Donnelly stood, spotted the orderly who’d offered to help her. Reister, she remembered.
“Hey,” she called. “Reister. Over here.”
The private threaded his way around some stretchers as Donnelly moved toward him.
“I want you to keep an eye on that lieutenant, the one I was just examining, OK?”
“Sure thing, Lieutenant.”
“He just tried to shoot himself, but I took his gun and made him promise to wait until I got help.”
“Holy shit,” Reister said. “I saw all the bandages across his groin.”
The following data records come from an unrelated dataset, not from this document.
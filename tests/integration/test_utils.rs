//! Shared test utilities: hand-built tar archives, segmentation document
//! builders, and a mock HTTP client with injectable failures.

use std::sync::atomic::{AtomicUsize, Ordering};
use std::sync::Mutex;

use async_trait::async_trait;
use bytes::Bytes;
use serde_json::Map;

use cinemask::{
    document::{Frame, MaskRecord, SegmentationDocument, Slice},
    error::UploadError,
    upload::{HttpClient, UploadData, UploadForm, UploadResponse},
};

// =============================================================================
// Tar Builders
// =============================================================================

/// Tar block size (header and alignment unit).
pub const BLOCK: usize = 512;

/// Build a 512-byte tar header for an entry.
pub fn tar_header(name: &str, size: usize, typeflag: u8) -> [u8; BLOCK] {
    let mut header = [0u8; BLOCK];
    header[..name.len()].copy_from_slice(name.as_bytes());

    // Size field: 11 octal digits plus NUL at bytes 124..136.
    let octal = format!("{size:011o}");
    header[124..124 + octal.len()].copy_from_slice(octal.as_bytes());

    header[156] = typeflag;
    header
}

/// Build a tar archive from (name, payload) regular-file entries, with
/// block padding and two terminating zero blocks.
pub fn tar_archive(entries: &[(&str, &[u8])]) -> Bytes {
    let mut buf = Vec::new();
    for (name, payload) in entries {
        buf.extend_from_slice(&tar_header(name, payload.len(), b'0'));
        buf.extend_from_slice(payload);
        let padded = payload.len().div_ceil(BLOCK) * BLOCK;
        buf.extend(std::iter::repeat(0u8).take(padded - payload.len()));
    }
    buf.extend_from_slice(&[0u8; BLOCK]);
    buf.extend_from_slice(&[0u8; BLOCK]);
    Bytes::from(buf)
}

// =============================================================================
// Document Builders
// =============================================================================

/// Build a mask record with RLE contents.
pub fn mask_record(class_name: &str, contents: &str) -> MaskRecord {
    MaskRecord {
        class_name: class_name.to_string(),
        contents: Some(contents.to_string()),
        confidence: Some(0.9),
    }
}

/// Build a document with `frames x slices` slices, each holding a single
/// "LV" mask covering a 3x3 grid.
pub fn grid_document(frames: u32, slices: u32) -> SegmentationDocument {
    SegmentationDocument {
        frames: (0..frames)
            .map(|frame_index| Frame {
                frame_index,
                slices: (0..slices)
                    .map(|slice_index| Slice {
                        slice_index,
                        masks: vec![mask_record("LV", "3,4,2")],
                    })
                    .collect(),
            })
            .collect(),
    }
}

// =============================================================================
// Mock HTTP Client
// =============================================================================

/// Mock upload client: records every received form, fails uploads whose
/// `(frame, slice)` pair was marked as failing.
#[derive(Default)]
pub struct MockClient {
    calls: AtomicUsize,
    pub forms: Mutex<Vec<UploadForm>>,
    fail_at: Vec<(u32, u32)>,
}

impl MockClient {
    pub fn new() -> Self {
        Self::default()
    }

    pub fn failing_at(fail_at: Vec<(u32, u32)>) -> Self {
        Self {
            fail_at,
            ..Self::default()
        }
    }

    pub fn call_count(&self) -> usize {
        self.calls.load(Ordering::SeqCst)
    }
}

#[async_trait]
impl HttpClient for MockClient {
    async fn post(&self, _path: &str, form: UploadForm) -> Result<UploadResponse, UploadError> {
        self.calls.fetch_add(1, Ordering::SeqCst);
        let key = (form.frame_index, form.slice_index);
        let filename = form.filename.clone();
        self.forms.lock().unwrap().push(form);

        if self.fail_at.contains(&key) {
            return Err(UploadError::Http(format!(
                "injected failure for f{} s{}",
                key.0, key.1
            )));
        }

        Ok(UploadResponse {
            data: UploadData {
                s3_url: format!("s3://masks/{filename}"),
                extra: Map::new(),
            },
        })
    }
}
“Yeah. Do you know where Doctor Lindner is? Have you seen him?”
“I think I saw him with the rest of the POWs, marching out the front gate about an hour ago. They’re getting sent to the States, aren’t they?”
“They were on foot?”
“Maybe they were meeting some trucks outside the compound,” Reister said.
“OK, OK.”
Donnelly took a step toward the front gate, dodging a pile of bloody bandages. When she moved, Norenger’s pistol slipped out of her waistband and fell to the ground. She picked it up, stuck it in the front of her trousers, desperado style.
“His name’s Norenger. Make sure he doesn’t have any other weapons.”
Reister was looking at something over her shoulder, distracted. Donnelly popped him on the chest with the flat of her hand, leaned close and raised her voice. “He tried to kill himself. That’s not the business we’re in. Don’t let it happen, you hear me?”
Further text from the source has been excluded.